THE PROBLEM. Records follow. Select each line holding "nullable".

<<<<

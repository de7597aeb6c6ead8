//! Builds parameterized SELECT, INSERT, UPDATE, DELETE and membership statements from table info.

use crate::config::{qualified, quote_ident, ColumnInfo, RelationshipConfig, TableInfo};
use crate::sql::params::pg_array_literal;
use crate::Item;
use serde_json::Value;

/// Alias of the resource table in every SELECT.
pub const MAIN_ALIAS: &str = "main";

/// A statement with `$n` placeholders and the values bound to them, in order.
#[derive(Clone, Debug, Default)]
pub struct QueryBuf {
    pub sql: String,
    pub params: Vec<Value>,
}

impl QueryBuf {
    pub fn new() -> Self {
        QueryBuf::default()
    }

    fn push_param(&mut self, v: Value) -> usize {
        self.params.push(v);
        self.params.len()
    }

    /// Appends `expr`, renumbering its `?` placeholders after the params already bound.
    pub fn push_expr(&mut self, expr: &SqlExpr) {
        let mut params = expr.params.iter();
        for c in expr.sql.chars() {
            if c == '?' {
                let value = params.next().cloned().unwrap_or(Value::Null);
                let n = self.push_param(value);
                self.sql.push('$');
                self.sql.push_str(&n.to_string());
            } else {
                self.sql.push(c);
            }
        }
    }
}

/// A boolean or ordering fragment with `?` placeholders; composable before numbering.
#[derive(Clone, Debug, Default, PartialEq)]
pub struct SqlExpr {
    pub sql: String,
    pub params: Vec<Value>,
}

impl SqlExpr {
    pub fn new(sql: impl Into<String>, params: Vec<Value>) -> Self {
        SqlExpr { sql: sql.into(), params }
    }

    pub fn raw(sql: impl Into<String>) -> Self {
        SqlExpr::new(sql, Vec::new())
    }

    /// Parenthesized operands joined by `op`; `empty` stands in for an empty list.
    pub fn join(exprs: Vec<SqlExpr>, op: &str, empty: &str) -> SqlExpr {
        if exprs.is_empty() {
            return SqlExpr::raw(empty);
        }
        let mut sql = Vec::with_capacity(exprs.len());
        let mut params = Vec::new();
        for expr in exprs {
            sql.push(format!("({})", expr.sql));
            params.extend(expr.params);
        }
        SqlExpr::new(sql.join(&format!(" {} ", op)), params)
    }
}

/// Filters and ordering of one SELECT, before it is rendered.
#[derive(Clone, Debug, Default)]
pub struct SelectQuery {
    pub filters: Vec<SqlExpr>,
    pub order: Vec<SqlExpr>,
}

/// `main."column"`
pub fn column_ref(name: &str) -> String {
    format!("{}.{}", MAIN_ALIAS, quote_ident(name))
}

/// Placeholder cast to the column type, so text-bound values land typed.
pub fn cast_placeholder(column: &ColumnInfo) -> String {
    format!("?::{}", column.sql_type)
}

/// Value as bound for `column`: JSON arrays become PostgreSQL array literals.
pub fn column_value(column: &ColumnInfo, value: &Value) -> Value {
    match value {
        Value::Array(items) if column.is_array() => Value::String(pg_array_literal(items)),
        other => other.clone(),
    }
}

fn select_column(column: &ColumnInfo) -> String {
    let q = quote_ident(&column.name);
    let expr = if column.is_custom_type() {
        format!("{}::text", column_ref(&column.name))
    } else if column.numeric {
        format!("{}::float8", column_ref(&column.name))
    } else {
        column_ref(&column.name)
    };
    format!("{} AS {}", expr, q)
}

/// Id array of one to-many relation, aggregated per row.
fn relation_column(table: &TableInfo, relation: &RelationshipConfig) -> String {
    let (from, key, member) = relation_parts(table, relation);
    format!(
        "(SELECT COALESCE(json_agg(r.{member} ORDER BY r.{member}), '[]'::json) FROM {from} r WHERE r.{key} = {owner}) AS {attr}",
        member = member,
        from = from,
        key = key,
        owner = column_ref(&table.pk),
        attr = quote_ident(relation.attribute()),
    )
}

/// `(table, owner key column, member id column)` of a relation, quoted.
fn relation_parts(table: &TableInfo, relation: &RelationshipConfig) -> (String, String, String) {
    match relation {
        RelationshipConfig::ManyToMany { join_table, source_column, target_column, .. } => (
            qualified(&table.schema, join_table),
            quote_ident(source_column),
            quote_ident(target_column),
        ),
        RelationshipConfig::OneToMany { target_table, target_primary_key, foreign_key, .. } => (
            qualified(&table.schema, target_table),
            quote_ident(foreign_key),
            quote_ident(target_primary_key),
        ),
    }
}

fn select_list(table: &TableInfo, relations: &[RelationshipConfig]) -> String {
    table
        .columns
        .iter()
        .map(select_column)
        .chain(relations.iter().map(|r| relation_column(table, r)))
        .collect::<Vec<_>>()
        .join(", ")
}

fn push_where(q: &mut QueryBuf, filters: &[SqlExpr]) {
    if filters.is_empty() {
        return;
    }
    q.sql.push_str(" WHERE ");
    q.push_expr(&SqlExpr::join(filters.to_vec(), "AND", "TRUE"));
}

/// SELECT with relation id arrays, filters, ordering and optional LIMIT/OFFSET.
pub fn select(
    table: &TableInfo,
    relations: &[RelationshipConfig],
    query: &SelectQuery,
    limit: Option<u64>,
    offset: Option<u64>,
) -> QueryBuf {
    let mut q = QueryBuf::new();
    q.sql = format!("SELECT {} FROM {} {}", select_list(table, relations), table.qualified(), MAIN_ALIAS);
    push_where(&mut q, &query.filters);
    if !query.order.is_empty() {
        q.sql.push_str(" ORDER BY ");
        for (i, term) in query.order.iter().enumerate() {
            if i > 0 {
                q.sql.push_str(", ");
            }
            q.push_expr(term);
        }
    }
    if let Some(n) = limit {
        q.sql.push_str(&format!(" LIMIT {}", n));
    }
    if let Some(n) = offset {
        q.sql.push_str(&format!(" OFFSET {}", n));
    }
    q
}

/// `SELECT COUNT(*)` over the same filters.
pub fn count(table: &TableInfo, query: &SelectQuery) -> QueryBuf {
    let mut q = QueryBuf::new();
    q.sql = format!("SELECT COUNT(*) AS total FROM {} {}", table.qualified(), MAIN_ALIAS);
    push_where(&mut q, &query.filters);
    q
}

/// INSERT of the columns present in `values`; columns left out take their DB default.
/// Returns the new primary key.
pub fn insert(table: &TableInfo, values: &Item) -> QueryBuf {
    let mut q = QueryBuf::new();
    let mut cols = Vec::new();
    let mut placeholders = Vec::new();
    for column in &table.columns {
        let Some(value) = values.get(&column.name) else { continue };
        let n = q.push_param(column_value(column, value));
        cols.push(quote_ident(&column.name));
        placeholders.push(format!("${}::{}", n, column.sql_type));
    }
    q.sql = if cols.is_empty() {
        format!("INSERT INTO {} DEFAULT VALUES RETURNING {}", table.qualified(), quote_ident(&table.pk))
    } else {
        format!(
            "INSERT INTO {} ({}) VALUES ({}) RETURNING {}",
            table.qualified(),
            cols.join(", "),
            placeholders.join(", "),
            quote_ident(&table.pk)
        )
    };
    q
}

fn pk_match(table: &TableInfo, q: &mut QueryBuf, id: &Value) -> String {
    let n = q.push_param(id.clone());
    format!("{} = ${}::{}", quote_ident(&table.pk), n, owner_cast(table))
}

/// UPDATE by id of the columns present in `changes`; `None` when no column changes.
pub fn update(table: &TableInfo, id: &Value, changes: &Item) -> Option<QueryBuf> {
    let mut q = QueryBuf::new();
    let mut sets = Vec::new();
    for column in &table.columns {
        if column.name == table.pk {
            continue;
        }
        let Some(value) = changes.get(&column.name) else { continue };
        let n = q.push_param(column_value(column, value));
        sets.push(format!("{} = ${}::{}", quote_ident(&column.name), n, column.sql_type));
    }
    if sets.is_empty() {
        return None;
    }
    let condition = pk_match(table, &mut q, id);
    q.sql = format!(
        "UPDATE {} SET {} WHERE {} RETURNING {}",
        table.qualified(),
        sets.join(", "),
        condition,
        quote_ident(&table.pk)
    );
    Some(q)
}

/// DELETE by id, returning the deleted key.
pub fn delete(table: &TableInfo, id: &Value) -> QueryBuf {
    let mut q = QueryBuf::new();
    let condition = pk_match(table, &mut q, id);
    q.sql = format!("DELETE FROM {} WHERE {} RETURNING {}", table.qualified(), condition, quote_ident(&table.pk));
    q
}

fn owner_cast(table: &TableInfo) -> String {
    table.column(&table.pk).map(|c| c.sql_type.clone()).unwrap_or_else(|| "text".into())
}

/// Adds `member` to the relation of `owner`; adding an existing member changes nothing.
pub fn add_member(table: &TableInfo, relation: &RelationshipConfig, owner: &Value, member: &Value) -> QueryBuf {
    let mut q = QueryBuf::new();
    q.params = vec![owner.clone(), member.clone()];
    q.sql = match relation {
        RelationshipConfig::ManyToMany { join_table, source_column, target_column, target_type, .. } => {
            let from = qualified(&table.schema, join_table);
            let (source, target) = (quote_ident(source_column), quote_ident(target_column));
            format!(
                "INSERT INTO {from} ({source}, {target}) SELECT $1::{owner_type}, $2::{target_type} \
                 WHERE NOT EXISTS (SELECT 1 FROM {from} WHERE {source}::text = $1 AND {target}::text = $2)",
                from = from,
                source = source,
                target = target,
                owner_type = owner_cast(table),
                target_type = target_type,
            )
        }
        RelationshipConfig::OneToMany { target_table, target_primary_key, foreign_key, .. } => format!(
            "UPDATE {} SET {} = $1::{} WHERE {}::text = $2",
            qualified(&table.schema, target_table),
            quote_ident(foreign_key),
            owner_cast(table),
            quote_ident(target_primary_key)
        ),
    };
    q
}

/// Removes `member` from the relation of `owner`; a non-member is left alone.
pub fn remove_member(table: &TableInfo, relation: &RelationshipConfig, owner: &Value, member: &Value) -> QueryBuf {
    let mut q = QueryBuf::new();
    q.params = vec![owner.clone(), member.clone()];
    q.sql = match relation {
        RelationshipConfig::ManyToMany { join_table, source_column, target_column, .. } => format!(
            "DELETE FROM {} WHERE {}::text = $1 AND {}::text = $2",
            qualified(&table.schema, join_table),
            quote_ident(source_column),
            quote_ident(target_column)
        ),
        RelationshipConfig::OneToMany { target_table, target_primary_key, foreign_key, .. } => format!(
            "UPDATE {} SET {fk} = NULL WHERE {fk}::text = $1 AND {}::text = $2",
            qualified(&table.schema, target_table),
            quote_ident(target_primary_key),
            fk = quote_ident(foreign_key)
        ),
    };
    q
}

/// Rows of `main` whose relation contains `member`.
pub fn relation_contains(table: &TableInfo, relation: &RelationshipConfig, member: &Value) -> SqlExpr {
    let (from, key, member_col) = relation_parts(table, relation);
    SqlExpr::new(
        format!(
            "EXISTS (SELECT 1 FROM {} r WHERE r.{} = {} AND r.{}::text = ?)",
            from,
            key,
            column_ref(&table.pk),
            member_col
        ),
        vec![member.clone()],
    )
}

#[cfg(test)]
mod tests {
    use super::*;
    use crate::config::{resolve_table, ModelDefinition};
    use serde_json::json;

    fn book() -> (TableInfo, Vec<RelationshipConfig>) {
        let model: ModelDefinition = serde_json::from_value(json!({
            "table": "book",
            "columns": [
                {"name": "id", "type": "serial", "nullable": false},
                {"name": "title", "type": "text", "nullable": false},
                {"name": "price", "type": "numeric"},
                {"name": "labels", "type": "text[]"}
            ],
            "relationships": [
                {"kind": "many_to_many", "attribute": "tags", "join_table": "book_tag",
                 "source_column": "book_id", "target_column": "tag_id"}
            ]
        }))
        .unwrap();
        let table = resolve_table(&model).unwrap();
        (table, model.relationships)
    }

    #[test]
    fn expressions_renumber_into_the_buffer() {
        let mut q = QueryBuf::new();
        q.sql.push_str("SELECT 1 WHERE ");
        let expr = SqlExpr::join(
            vec![SqlExpr::new("a = ?::integer", vec![json!(1)]), SqlExpr::new("b = ?", vec![json!("x")])],
            "AND",
            "TRUE",
        );
        q.push_expr(&expr);
        assert_eq!(q.sql, "SELECT 1 WHERE (a = $1::integer) AND (b = $2)");
        assert_eq!(q.params, vec![json!(1), json!("x")]);
        assert_eq!(SqlExpr::join(vec![], "OR", "FALSE").sql, "FALSE");
    }

    #[test]
    fn select_lists_columns_and_relations() {
        let (table, relations) = book();
        let query = SelectQuery {
            filters: vec![SqlExpr::new("main.\"title\" = ?::text", vec![json!("Foo")])],
            order: vec![SqlExpr::raw("main.\"id\" ASC")],
        };
        let q = select(&table, &relations, &query, Some(20), Some(40));
        assert!(q.sql.starts_with("SELECT main.\"id\" AS \"id\", main.\"title\" AS \"title\", main.\"price\"::float8 AS \"price\""));
        assert!(q.sql.contains("json_agg(r.\"tag_id\" ORDER BY r.\"tag_id\")"));
        assert!(q.sql.contains("FROM \"public\".\"book_tag\" r WHERE r.\"book_id\" = main.\"id\") AS \"tags\""));
        assert!(q.sql.ends_with("FROM \"public\".\"book\" main WHERE (main.\"title\" = $1::text) ORDER BY main.\"id\" ASC LIMIT 20 OFFSET 40"));
        assert_eq!(q.params, vec![json!("Foo")]);
    }

    #[test]
    fn insert_binds_provided_columns_with_casts() {
        let (table, _) = book();
        let values: Item = json!({"title": "Foo", "labels": ["a", "b"]}).as_object().cloned().unwrap();
        let q = insert(&table, &values);
        assert_eq!(
            q.sql,
            "INSERT INTO \"public\".\"book\" (\"title\", \"labels\") VALUES ($1::text, $2::text[]) RETURNING \"id\""
        );
        assert_eq!(q.params, vec![json!("Foo"), json!("{\"a\",\"b\"}")]);
    }

    #[test]
    fn update_skips_unknown_and_empty_changes() {
        let (table, _) = book();
        let changes: Item = json!({"title": "Bar", "nope": 1}).as_object().cloned().unwrap();
        let q = update(&table, &json!(3), &changes).unwrap();
        assert_eq!(
            q.sql,
            "UPDATE \"public\".\"book\" SET \"title\" = $1::text WHERE \"id\" = $2::integer RETURNING \"id\""
        );
        assert!(update(&table, &json!(3), &Item::new()).is_none());
    }

    #[test]
    fn membership_statements() {
        let (table, relations) = book();
        let add = add_member(&table, &relations[0], &json!(1), &json!(2));
        assert!(add.sql.starts_with("INSERT INTO \"public\".\"book_tag\" (\"book_id\", \"tag_id\") SELECT $1::integer, $2::integer"));
        let remove = remove_member(&table, &relations[0], &json!(1), &json!(2));
        assert_eq!(
            remove.sql,
            "DELETE FROM \"public\".\"book_tag\" WHERE \"book_id\"::text = $1 AND \"tag_id\"::text = $2"
        );
        let contains = relation_contains(&table, &relations[0], &json!(2));
        assert!(contains.sql.starts_with("EXISTS (SELECT 1 FROM \"public\".\"book_tag\" r"));
    }
}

>>>>

ANSWER.
                {"name": "id", "type": "serial", "nullable": false},
                {"name": "title", "type": "text", "nullable": false},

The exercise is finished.